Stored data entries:

______

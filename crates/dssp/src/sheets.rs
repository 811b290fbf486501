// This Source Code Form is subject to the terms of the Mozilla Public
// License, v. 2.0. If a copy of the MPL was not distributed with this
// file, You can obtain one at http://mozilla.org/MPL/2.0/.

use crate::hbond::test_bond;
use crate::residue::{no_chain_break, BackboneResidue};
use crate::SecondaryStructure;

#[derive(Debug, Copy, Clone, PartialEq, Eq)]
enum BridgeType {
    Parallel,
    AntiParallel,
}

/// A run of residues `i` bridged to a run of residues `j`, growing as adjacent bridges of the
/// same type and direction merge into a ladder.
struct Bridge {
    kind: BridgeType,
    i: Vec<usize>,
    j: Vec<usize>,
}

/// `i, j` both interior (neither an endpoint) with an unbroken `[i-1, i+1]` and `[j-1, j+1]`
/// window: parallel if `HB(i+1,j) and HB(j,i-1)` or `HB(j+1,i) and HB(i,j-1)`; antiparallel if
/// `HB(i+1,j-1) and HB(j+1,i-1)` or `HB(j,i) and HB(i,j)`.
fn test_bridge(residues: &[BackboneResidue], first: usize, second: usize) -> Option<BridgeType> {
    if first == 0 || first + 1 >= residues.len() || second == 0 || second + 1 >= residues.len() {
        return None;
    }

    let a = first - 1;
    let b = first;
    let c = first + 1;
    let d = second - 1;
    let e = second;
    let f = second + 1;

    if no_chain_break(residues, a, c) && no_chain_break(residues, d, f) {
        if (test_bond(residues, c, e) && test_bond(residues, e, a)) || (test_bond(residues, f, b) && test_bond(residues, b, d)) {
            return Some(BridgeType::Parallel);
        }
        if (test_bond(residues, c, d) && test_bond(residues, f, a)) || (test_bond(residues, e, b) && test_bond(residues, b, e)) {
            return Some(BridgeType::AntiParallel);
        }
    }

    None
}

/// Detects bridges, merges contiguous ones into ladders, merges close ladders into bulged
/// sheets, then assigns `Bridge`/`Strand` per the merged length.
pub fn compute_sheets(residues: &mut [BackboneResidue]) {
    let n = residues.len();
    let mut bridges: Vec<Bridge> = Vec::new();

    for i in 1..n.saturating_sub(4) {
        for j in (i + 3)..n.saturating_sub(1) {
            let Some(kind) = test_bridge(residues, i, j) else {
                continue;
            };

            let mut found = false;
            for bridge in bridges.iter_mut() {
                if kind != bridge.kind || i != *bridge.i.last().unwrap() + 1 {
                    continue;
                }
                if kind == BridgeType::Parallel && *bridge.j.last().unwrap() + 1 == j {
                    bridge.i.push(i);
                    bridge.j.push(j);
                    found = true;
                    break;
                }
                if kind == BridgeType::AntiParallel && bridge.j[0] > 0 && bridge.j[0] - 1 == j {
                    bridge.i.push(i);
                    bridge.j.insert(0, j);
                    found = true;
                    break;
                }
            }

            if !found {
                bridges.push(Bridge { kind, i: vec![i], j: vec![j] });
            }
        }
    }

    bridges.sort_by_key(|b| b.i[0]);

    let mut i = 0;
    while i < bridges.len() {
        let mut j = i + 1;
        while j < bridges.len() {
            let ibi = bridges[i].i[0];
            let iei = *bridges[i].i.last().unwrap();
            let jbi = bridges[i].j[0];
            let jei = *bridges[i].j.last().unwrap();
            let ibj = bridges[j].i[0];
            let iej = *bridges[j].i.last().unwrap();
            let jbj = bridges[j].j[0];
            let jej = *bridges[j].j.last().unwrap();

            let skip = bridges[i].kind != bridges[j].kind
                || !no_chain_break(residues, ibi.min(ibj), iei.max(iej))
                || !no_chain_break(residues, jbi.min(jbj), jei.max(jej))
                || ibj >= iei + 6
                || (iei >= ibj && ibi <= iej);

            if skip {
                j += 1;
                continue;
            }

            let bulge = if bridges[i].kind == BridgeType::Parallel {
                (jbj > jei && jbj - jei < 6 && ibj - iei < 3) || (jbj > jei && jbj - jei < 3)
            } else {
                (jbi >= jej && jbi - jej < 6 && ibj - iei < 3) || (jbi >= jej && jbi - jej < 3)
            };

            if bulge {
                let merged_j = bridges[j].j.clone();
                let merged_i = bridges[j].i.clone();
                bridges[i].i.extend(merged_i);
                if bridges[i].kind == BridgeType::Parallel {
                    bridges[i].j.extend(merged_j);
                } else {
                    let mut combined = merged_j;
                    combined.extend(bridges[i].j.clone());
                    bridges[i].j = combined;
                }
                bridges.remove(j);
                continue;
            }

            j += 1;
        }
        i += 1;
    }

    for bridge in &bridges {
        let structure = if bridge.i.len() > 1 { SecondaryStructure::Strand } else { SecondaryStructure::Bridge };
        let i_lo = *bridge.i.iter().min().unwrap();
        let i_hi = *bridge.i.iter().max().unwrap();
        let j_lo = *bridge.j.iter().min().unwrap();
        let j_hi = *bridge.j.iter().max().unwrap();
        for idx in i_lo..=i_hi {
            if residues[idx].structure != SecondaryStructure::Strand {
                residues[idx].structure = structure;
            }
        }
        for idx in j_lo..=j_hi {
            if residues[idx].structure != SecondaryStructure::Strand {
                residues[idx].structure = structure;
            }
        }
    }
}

______

The records above need to be returned in full, with nothing altered.

RESULT OF THE EXERCISE:
filename crates/dssp/src/sheets.rs
repository 811b290fbf486501
// This Source Code Form is subject to the terms of the Mozilla Public
// License, v. 2.0. If a copy of the MPL was not distributed with this
// file, You can obtain one at http://mozilla.org/MPL/2.0/.

use crate::hbond::test_bond;
use crate::residue::{no_chain_break, BackboneResidue};
use crate::SecondaryStructure;

#[derive(Debug, Copy, Clone, PartialEq, Eq)]
enum BridgeType {
    Parallel,
    AntiParallel,
}

/// A run of residues `i` bridged to a run of residues `j`, growing as adjacent bridges of the
/// same type and direction merge into a ladder.
struct Bridge {
    kind: BridgeType,
    i: Vec<usize>,
    j: Vec<usize>,
}

/// `i, j` both interior (neither an endpoint) with an unbroken `[i-1, i+1]` and `[j-1, j+1]`
/// window: parallel if `HB(i+1,j) and HB(j,i-1)` or `HB(j+1,i) and HB(i,j-1)`; antiparallel if
/// `HB(i+1,j-1) and HB(j+1,i-1)` or `HB(j,i) and HB(i,j)`.
fn test_bridge(residues: &[BackboneResidue], first: usize, second: usize) -> Option<BridgeType> {
    if first == 0 || first + 1 >= residues.len() || second == 0 || second + 1 >= residues.len() {
        return None;
    }

    let a = first - 1;
    let b = first;
    let c = first + 1;
    let d = second - 1;
    let e = second;
    let f = second + 1;

    if no_chain_break(residues, a, c) && no_chain_break(residues, d, f) {
        if (test_bond(residues, c, e) && test_bond(residues, e, a)) || (test_bond(residues, f, b) && test_bond(residues, b, d)) {
            return Some(BridgeType::Parallel);
        }
        if (test_bond(residues, c, d) && test_bond(residues, f, a)) || (test_bond(residues, e, b) && test_bond(residues, b, e)) {
            return Some(BridgeType::AntiParallel);
        }
    }

    None
}

/// Detects bridges, merges contiguous ones into ladders, merges close ladders into bulged
/// sheets, then assigns `Bridge`/`Strand` per the merged length.
pub fn compute_sheets(residues: &mut [BackboneResidue]) {
    let n = residues.len();
    let mut bridges: Vec<Bridge> = Vec::new();

    for i in 1..n.saturating_sub(4) {
        for j in (i + 3)..n.saturating_sub(1) {
            let Some(kind) = test_bridge(residues, i, j) else {
                continue;
            };

            let mut found = false;
            for bridge in bridges.iter_mut() {
                if kind != bridge.kind || i != *bridge.i.last().unwrap() + 1 {
                    continue;
                }
                if kind == BridgeType::Parallel && *bridge.j.last().unwrap() + 1 == j {
                    bridge.i.push(i);
                    bridge.j.push(j);
                    found = true;
                    break;
                }
                if kind == BridgeType::AntiParallel && bridge.j[0] > 0 && bridge.j[0] - 1 == j {
                    bridge.i.push(i);
                    bridge.j.insert(0, j);
                    found = true;
                    break;
                }
            }

            if !found {
                bridges.push(Bridge { kind, i: vec![i], j: vec![j] });
            }
        }
    }

    bridges.sort_by_key(|b| b.i[0]);

    let mut i = 0;
    while i < bridges.len() {
        let mut j = i + 1;
        while j < bridges.len() {
            let ibi = bridges[i].i[0];
            let iei = *bridges[i].i.last().unwrap();
            let jbi = bridges[i].j[0];
            let jei = *bridges[i].j.last().unwrap();
            let ibj = bridges[j].i[0];
            let iej = *bridges[j].i.last().unwrap();
            let jbj = bridges[j].j[0];
            let jej = *bridges[j].j.last().unwrap();

            let skip = bridges[i].kind != bridges[j].kind
                || !no_chain_break(residues, ibi.min(ibj), iei.max(iej))
                || !no_chain_break(residues, jbi.min(jbj), jei.max(jej))
                || ibj >= iei + 6
                || (iei >= ibj && ibi <= iej);

            if skip {
                j += 1;
                continue;
            }

            let bulge = if bridges[i].kind == BridgeType::Parallel {
                (jbj > jei && jbj - jei < 6 && ibj - iei < 3) || (jbj > jei && jbj - jei < 3)
            } else {
                (jbi >= jej && jbi - jej < 6 && ibj - iei < 3) || (jbi >= jej && jbi - jej < 3)
            };

            if bulge {
                let merged_j = bridges[j].j.clone();
                let merged_i = bridges[j].i.clone();
                bridges[i].i.extend(merged_i);
                if bridges[i].kind == BridgeType::Parallel {
                    bridges[i].j.extend(merged_j);
                } else {
                    let mut combined = merged_j;
                    combined.extend(bridges[i].j.clone());
                    bridges[i].j = combined;
                }
                bridges.remove(j);
                continue;
            }

            j += 1;
        }
        i += 1;
    }

    for bridge in &bridges {
        let structure = if bridge.i.len() > 1 { SecondaryStructure::Strand } else { SecondaryStructure::Bridge };
        let i_lo = *bridge.i.iter().min().unwrap();
        let i_hi = *bridge.i.iter().max().unwrap();
        let j_lo = *bridge.j.iter().min().unwrap();
        let j_hi = *bridge.j.iter().max().unwrap();
        for idx in i_lo..=i_hi {
            if residues[idx].structure != SecondaryStructure::Strand {
                residues[idx].structure = structure;
            }
        }
        for idx in j_lo..=j_hi {
            if residues[idx].structure != SecondaryStructure::Strand {
                residues[idx].structure = structure;
            }
        }
    }
}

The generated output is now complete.